Friday, 19 December 2014
Kim Jaebeom, Keunchang Jang and Sinkyu Kang, Kangwon National University, Chuncheon, South Korea
Abstract:
Satellite remote sensing can continuously observe the land surface vegetation with repetitive error over large area, though it requires complex processes to correct errors occurred from atmosphere and topography. On the other hand, the imageries captured by digital camera provide several benefits such as high spatial resolution, simple shooting method, and relatively low-priced instrument. Furthermore, digital camera has less of atmospheric effect such as path radiance than satellite imagery, and have advantage of the shooting with actual land cover. The objective of this study is the comparison of fractional vegetation cover derived from digital camera and MODIS Normalized Difference Vegetation Index (NDVI) in Mongolia. 670 imageries for the above ground including green leaves and soil surface captured by digital camera at the 134 sites in Mongolia from 2011 to 2014 were used to classify the vegetation cover fraction. Thirteen imageries captured by Mongolia and South Korea were selected to determine the best classification method.
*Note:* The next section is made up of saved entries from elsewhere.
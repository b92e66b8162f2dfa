use std::path::{Path, PathBuf};
use std::sync::Arc;

use secrecy::SecretString;

/// Called by the assistant whenever it refreshes and persists its OAuth tokens.
pub type TokensUpdated = Arc<dyn Fn(&Tokens) + Send + Sync>;

/// Credentials the assistant needs to authenticate. Passed through untouched.
#[derive(Clone, serde::Serialize, serde::Deserialize)]
#[serde(rename_all = "camelCase")]
pub struct AuthConfig {
    /// OAuth client secret JSON downloaded from the Google console.
    key_file_path: PathBuf,
    /// Where the assistant saves tokens between runs.
    saved_tokens_path: PathBuf,
    #[serde(skip)]
    tokens_updated: Option<TokensUpdated>,
}

impl AuthConfig {
    pub fn new(key_file_path: impl Into<PathBuf>, saved_tokens_path: impl Into<PathBuf>) -> Self {
        Self {
            key_file_path: key_file_path.into(),
            saved_tokens_path: saved_tokens_path.into(),
            tokens_updated: None,
        }
    }

    pub fn with_tokens_updated<F>(mut self, callback: F) -> Self
    where
        F: Fn(&Tokens) + Send + Sync + 'static,
    {
        self.tokens_updated = Some(Arc::new(callback));
        self
    }

    pub fn key_file_path(&self) -> &Path {
        &self.key_file_path
    }

    pub fn saved_tokens_path(&self) -> &Path {
        &self.saved_tokens_path
    }

    pub fn tokens_updated(&self) -> Option<&TokensUpdated> {
        self.tokens_updated.as_ref()
    }
}

impl std::fmt::Debug for AuthConfig {
    fn fmt(&self, f: &mut std::fmt::Formatter<'_>) -> std::fmt::Result {
        f.debug_struct("AuthConfig")
            .field("key_file_path", &self.key_file_path)
            .field("saved_tokens_path", &self.saved_tokens_path)
            .field("tokens_updated", &self.tokens_updated.is_some())
            .finish()
    }
}

#[derive(Debug, thiserror::Error)]
pub enum TokensError {
    #[error("failed to read saved tokens: {0}")]
    Io(#[from] std::io::Error),
    #[error("failed to parse saved tokens: {0}")]
    Json(#[from] serde_json::Error),
}

/// OAuth tokens as the assistant persists them at `saved_tokens_path`.
#[derive(Debug, serde::Deserialize)]
pub struct Tokens {
    access_token: SecretString,
    refresh_token: Option<SecretString>,
    token_type: Option<String>,
    scope: Option<String>,
    /// Milliseconds since the unix epoch
    expiry_date: Option<u64>,
}

impl Tokens {
    pub fn load(path: impl AsRef<Path>) -> Result<Self, TokensError> {
        let text = std::fs::read_to_string(path)?;
        Ok(serde_json::from_str(&text)?)
    }

    pub fn access_token(&self) -> &SecretString {
        &self.access_token
    }

    pub fn refresh_token(&self) -> Option<&SecretString> {
        self.refresh_token.as_ref()
    }

    pub fn token_type(&self) -> Option<&str> {
        self.token_type.as_deref()
    }

    pub fn scope(&self) -> Option<&str> {
        self.scope.as_deref()
    }

    pub fn expiry_date(&self) -> Option<u64> {
        self.expiry_date
    }

    /// Tokens without an expiry never expire.
    pub fn is_expired_at(&self, now_ms: u64) -> bool {
        self.expiry_date.is_some_and(|expiry| expiry <= now_ms)
    }
}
Various classification methods including the 4 supervised classifications, 2 unsupervised classifications, and histogram methods were used to separate the green vegetation in camera imageries that were converted to two color spaces such as Red-Green-Blue (RGB) and Hue-Intensity-Saturation (HIS). Those results were validated using the manually counted dataset from the local plant experts. The maximum likelihood classification (MLC) with HIS color space among classification methods showed a good agreement with manually counted dataset. The correlation coefficient and the root mean square error were 1.008 and 7.88%, respectively. Our preliminary result indicates that the MLC with HIS color space has a potential to classify the green vegetation in Mongolia.